> TASK DESCRIPTION
Your answer should be the lines below from the one holding "let table = DitherTable::decimal();" through the one holding "let request = WorkerRequest", copied exactly and with nothing else.

> RECORD SET
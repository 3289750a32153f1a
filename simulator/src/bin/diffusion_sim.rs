//! Brownian motion photon simulator for a confocal detection volume
//!
//! Simulates particles diffusing through a box around the focal spot and
//! generates the photon timestamps a single-photon detector would record:
//!
//! 1. Particle motion and PSF-weighted emission, stored chunk by chunk
//! 2. Poisson-sampled photon counts per time step
//! 3. Integer timestamps with sub-step resolution
//!
//! Usage:
//! ```
//! cargo run --release --bin diffusion_sim -- [OPTIONS]
//! ```
//!
//! With `--engines N` the same configuration is run on N independent workers
//! and their timestamps are concatenated into one long acquisition.

use anyhow::{Context, Result};
use clap::Parser;
use confocal_sim::emission::EmissionMode;
use confocal_sim::geometry::gen_particles;
use confocal_sim::merge::merge_timestamps;
use confocal_sim::params::SimulationConfig;
use confocal_sim::psf::Psf;
use confocal_sim::shared_args::SharedSimulationArgs;
use confocal_sim::simulation::{ParticlesSimulation, RunOptions};
use confocal_sim::storage::FileStorage;
use confocal_sim::timestamps::DitherTable;
use confocal_sim::worker::{parallel_gen_timestamps, RequestedOutput, WorkerRequest};
use log::{debug, info};
use rand::rngs::StdRng;
use rand::SeedableRng;
use std::path::{Path, PathBuf};
use std::sync::Arc;
use std::time::Instant;

/// Command line arguments for the diffusion simulator
#[derive(Parser, Debug)]
#[command(
    name = "Diffusion Simulator",
    about = "Simulates diffusing particles in a confocal volume and their photon timestamps",
    long_about = None
)]
struct Args {
    #[command(flatten)]
    shared: SharedSimulationArgs,

    /// JSON configuration file, replaces the simulation options above
    #[arg(long)]
    config: Option<PathBuf>,

    /// Output directory for run data, records and timestamps
    #[arg(long, default_value = "sim_output")]
    output_dir: PathBuf,

    /// Prefix of run record file names
    #[arg(long, default_value = "bromo_sim")]
    prefix: String,

    /// Number of independent runs to simulate and concatenate
    #[arg(long, default_value_t = 1)]
    engines: usize,

    /// Continue an interrupted run found in the output directory
    #[arg(long, default_value_t = false)]
    resume: bool,

    /// Also write float photon times placed with halving sub-bin fractions
    #[arg(long, default_value_t = false)]
    halving_times: bool,
}

fn write_binary<T: bytemuck::Pod>(path: &Path, values: &[T]) -> Result<()> {
    std::fs::write(path, bytemuck::cast_slice(values))
        .with_context(|| format!("Failed to write {}", path.display()))?;
    info!("Wrote {} values to {}", values.len(), path.display());
    Ok(())
}

fn run_single(config: &SimulationConfig, psf: Box<dyn Psf>, args: &Args) -> Result<()> {
    let mut rng = StdRng::seed_from_u64(config.seed);
    let particles = gen_particles(config.params.num_particles, &config.sim_box, &mut rng);

    let run_dir = args
        .output_dir
        .join(config.params.compact_name(&config.sim_box));
    let storage = FileStorage::create(&run_dir)
        .with_context(|| format!("Failed to create run directory {}", run_dir.display()))?;

    let options = RunOptions {
        emission_mode: config.emission_mode,
        retention: config.retention,
        chunk_size: config.chunk_size,
        seed: config.seed,
        overwrite: !args.resume,
    };
    let mut sim = ParticlesSimulation::new(
        config.params,
        config.sim_box,
        particles,
        psf,
        storage,
        options,
    )?;

    let start = Instant::now();
    sim.simulate_motion_emission()?;
    info!(
        "Motion and emission took {:.1}s",
        start.elapsed().as_secs_f64()
    );
    let stats = sim.emission_stats()?;
    debug!(
        "Emission mean {:?}, max {:?} over {} samples",
        stats.mean(),
        stats.max(),
        stats.count()
    );

    sim.simulate_timetrace_total(&config.photons)?;
    let table = DitherTable::decimal();
    let timestamps = sim.timestamps_total(&table)?;
    info!(
        "{} photons, {:.1} cps average",
        timestamps.len(),
        timestamps.len() as f64 / config.params.t_max
    );
    write_binary(&run_dir.join("timestamps.bin"), &timestamps.ticks)?;
    if args.halving_times {
        let times = sim.ph_times_halving()?;
        write_binary(&run_dir.join("timestamps_halving.bin"), &times)?;
    }

    if config.emission_mode == EmissionMode::PerParticle {
        sim.simulate_timetrace_per_particle(&config.photons)?;
        let per_particle = sim.timestamps_per_particle(&table)?;
        let ticks: Vec<&[i64]> = per_particle.iter().map(|t| t.ticks.as_slice()).collect();
        let (merged, labels) = merge_timestamps(&ticks)?;
        write_binary(&run_dir.join("timestamps_particles.bin"), &merged)?;
        write_binary(&run_dir.join("timestamps_particle_index.bin"), &labels)?;
    }

    let record_path = sim.record().save_in_dir(&args.output_dir, &args.prefix)?;
    info!("Run record: {}", record_path.display());
    Ok(())
}

fn run_engines(config: &SimulationConfig, psf: Box<dyn Psf>, args: &Args) -> Result<()> {
    let mut rng = StdRng::seed_from_u64(config.seed);
    let request = WorkerRequest {
        params: config.params,
        sim_box: config.sim_box,
        particles: gen_particles(config.params.num_particles, &config.sim_box, &mut rng),
        options: RunOptions {
            emission_mode: config.emission_mode,
            retention: config.retention,
            chunk_size: config.chunk_size,
            seed: config.seed,
            overwrite: true,
        },
        photons: config.photons,
        output: RequestedOutput::Timestamps,
    };

    let start = Instant::now();
    let merged = parallel_gen_timestamps(request.for_engines(args.engines), Arc::from(psf))?;
    info!(
        "{} engines simulated {:.2}s in {:.1}s",
        args.engines,
        merged.total_duration,
        start.elapsed().as_secs_f64()
    );

    std::fs::create_dir_all(&args.output_dir)
        .with_context(|| format!("Failed to create {}", args.output_dir.display()))?;
    let path = args
        .output_dir
        .join(format!("{}_{}engines_times.bin", merged.name, args.engines));
    write_binary(&path, &merged.times)
}

fn main() -> Result<()> {
    // Initialize logging from environment variables
    env_logger::init();

    let args = Args::parse();

    let config = match &args.config {
        Some(path) => SimulationConfig::load_from_file(path)?,
        None => args.shared.to_config()?,
    };
    if args.shared.debug {
        debug!("Configuration: {:#?}", config);
    }
    let psf = config.psf.build()?;
    info!("Using PSF model '{}'", psf.name());

    if args.engines > 1 {
        run_engines(&config, psf, &args)
    } else {
        run_single(&config, psf, &args)
    }
}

> OUTPUT
    let table = DitherTable::decimal();
    let timestamps = sim.timestamps_total(&table)?;
    info!(
        "{} photons, {:.1} cps average",
        timestamps.len(),
        timestamps.len() as f64 / config.params.t_max
    );
    write_binary(&run_dir.join("timestamps.bin"), &timestamps.ticks)?;
    if args.halving_times {
        let times = sim.ph_times_halving()?;
        write_binary(&run_dir.join("timestamps_halving.bin"), &times)?;
    }

    if config.emission_mode == EmissionMode::PerParticle {
        sim.simulate_timetrace_per_particle(&config.photons)?;
        let per_particle = sim.timestamps_per_particle(&table)?;
        let ticks: Vec<&[i64]> = per_particle.iter().map(|t| t.ticks.as_slice()).collect();
        let (merged, labels) = merge_timestamps(&ticks)?;
        write_binary(&run_dir.join("timestamps_particles.bin"), &merged)?;
        write_binary(&run_dir.join("timestamps_particle_index.bin"), &labels)?;
    }

    let record_path = sim.record().save_in_dir(&args.output_dir, &args.prefix)?;
    info!("Run record: {}", record_path.display());
    Ok(())
}

fn run_engines(config: &SimulationConfig, psf: Box<dyn Psf>, args: &Args) -> Result<()> {
    let mut rng = StdRng::seed_from_u64(config.seed);
    let request = WorkerRequest {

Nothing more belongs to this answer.